Sarebbe dunque “la stessa formulazione normativa, in altre parole, che impone all’interprete di considerare il denaro, al quale l’agente ha dato una destinazione diversa da quella dovuta, come se fosse una qualsiasi altra cosa mobile infungibile. Se denaro o cosa facevano parte del patrimonio dell’inadempiente quando ha assunto l’obbligo di impiegarli o destinarli a favore di un terzo, egli sarà senz’altro responsabile con l’intero suo patrimonio per l’inadempimento, ma non potrà essere sottoposto ad azione di rivendicazione né potrà imputarglisi alcuna interversione del possesso o condotta appropriativa. Se l’inadempiente ha invece ricevuto il denaro o la cosa per impiegarli o destinarli nell’interesse del terzo, la sua condotta di apprensione (appropriazione) e sottrazione (espropriazione) del bene alla destinazione in vista della quale ne aveva acquisito la disponibilità, costituirà, che abbia o non abbia ad oggetto un bene infungibile suscettibile di rivendicazione, appropriazione indebita rilevante ai sensi dell’art. 646 c.p. (….). Più in generale, il principio è che può essere ritenuto responsabile di appropriazione indebita colui che, avendo ricevuto una somma di denaro o altro bene fungibile per eseguire o in esecuzione di un impiego vincolato, se l’appropri dandogli destinazione diversa e incompatibile con quella dovuta (…)” (Cass. Sez. 2, n. 15815 del 08/03/2017).

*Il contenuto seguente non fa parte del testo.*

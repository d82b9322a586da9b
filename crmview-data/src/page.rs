use serde::{Deserialize, Serialize};

use crate::context::RequestContext;
use crate::query::{parse_page_size, posted_page};

/// Pagination parameters. Pages are numbered from 1.
#[derive(Debug, Clone, Copy, PartialEq, Eq, Serialize, Deserialize)]
pub struct Pageable {
    pub page: u64,
    pub size: u64,
}

impl Default for Pageable {
    fn default() -> Self {
        Self { page: 1, size: 20 }
    }
}

impl Pageable {
    pub fn new(page: u64, size: u64) -> Self {
        Self {
            page: page.max(1),
            size,
        }
    }

    /// Pagination of the current request, when the list is paginated.
    ///
    /// The page number comes from the posted payload and defaults to 1.
    pub fn from_request(ctx: &RequestContext) -> Option<Self> {
        let settings = ctx.settings();
        if !settings.pagination_enabled {
            return None;
        }
        let size = parse_page_size(settings.items_per_page.as_deref())?;
        let page = ctx.posted_query().and_then(posted_page).unwrap_or(1);
        Some(Self::new(page, size))
    }

    /// Offset of the first item of the page. Saturates for pages past
    /// `u64::MAX` items, which the remote answers with an empty list.
    pub fn offset(&self) -> u64 {
        self.page.saturating_sub(1).saturating_mul(self.size)
    }
}

/// A page of results with pagination metadata.
#[derive(Debug, Clone, Serialize)]
pub struct Page<T> {
    pub content: Vec<T>,
    pub page: u64,
    pub size: u64,
    pub total_elements: u64,
    pub total_pages: u64,
}

impl<T> Page<T> {
    pub fn new(content: Vec<T>, pageable: &Pageable, total_elements: u64) -> Self {
        let total_pages = if pageable.size == 0 {
            0
        } else {
            total_elements.div_ceil(pageable.size)
        };
        Self {
            content,
            page: pageable.page,
            size: pageable.size,
            total_elements,
            total_pages,
        }
    }

    /// A single page holding the whole result.
    pub fn unpaged(content: Vec<T>, total_elements: u64) -> Self {
        let size = content.len() as u64;
        Self {
            content,
            page: 1,
            size,
            total_elements,
            total_pages: u64::from(total_elements > 0),
        }
    }
}

#[cfg(test)]
mod tests {
    use super::*;
    use crate::settings::ViewSettings;

    #[test]
    fn test_offset() {
        assert_eq!(Pageable::new(1, 10).offset(), 0);
        assert_eq!(Pageable::new(3, 10).offset(), 20);
        assert_eq!(Pageable::new(0, 10).page, 1);
        assert_eq!(Pageable::new(u64::MAX, 10).offset(), u64::MAX);
    }

    #[test]
    fn test_total_pages() {
        let page = Page::new(vec![1, 2], &Pageable::new(2, 2), 5);
        assert_eq!(page.total_pages, 3);
        let empty: Page<u8> = Page::new(vec![], &Pageable::new(1, 0), 5);
        assert_eq!(empty.total_pages, 0);
        assert_eq!(Page::unpaged(vec!["a"], 1).total_pages, 1);
    }

    #[test]
    fn test_from_request() {
        let ctx = RequestContext::new(ViewSettings::external("5").paginate("10"))
            .with_posted_query("city=Paris&page=4");
        assert_eq!(Pageable::from_request(&ctx), Some(Pageable::new(4, 10)));

        let ctx = RequestContext::new(ViewSettings::external("5").paginate("0"));
        assert_eq!(Pageable::from_request(&ctx), None);

        let ctx = RequestContext::new(ViewSettings::external("5"));
        assert_eq!(Pageable::from_request(&ctx), None);
    }
}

Non vi sarebbe poi “confusione tra il patrimonio proprio del trustee e patrimonio gestito in trust su cui il trustee non può esercitare i diritti e le facoltà riconosciute dal codice civile in favore del proprietario, trattandosi di proprietà finalizzata e funzionale, che si esercita su di un patrimonio separato e autonomo rispetto a quello facente capo al trustee; un patrimonio vincolato al programma fiduciario che il trustee ha l’obbligo di perseguire”.
In conclusione, sarebbe “sufficiente ribadire che, proprio in virtù della segregazione del patrimonio del trust rispetto a quello proprio del trustee e del vincolo di destinazione imposto nell’esercizio dei poteri di gestione trasferiti al trustee, non risulta giuridicamente configurabile in capo al trustee un potere di disporre dei beni del trust ad libitum o per fini personali o per fini diversi da quelli per cui quei poteri sono conferiti alla cui realizzazione è indirizzata l’attività di gestione dei beni.
L’esistenza di questo vincolo esterno integra il carattere di altruità che determina, in caso di esercizio del potere in violazione del vincolo di destinazione e di scopo, la configurabilità del reato di appropriazione indebita”.
I profili critici della soluzione adottata dal tribunale.
Se pure il percorso argomentativo seguito nelle motivazioni in commento appare ben strutturato, permangono, ad avviso di chi scrive, alcuni profili critici.
Alcune considerazioni preliminari consentono di restringere la portata del tema ermeneutico. Nella sentenza si fa un riferimento generico alla “vittima” e al “danno” del reato, ma non viene individuata la persona offesa in senso tecnico, ossia il titolare del bene giuridico protetto dalla norma.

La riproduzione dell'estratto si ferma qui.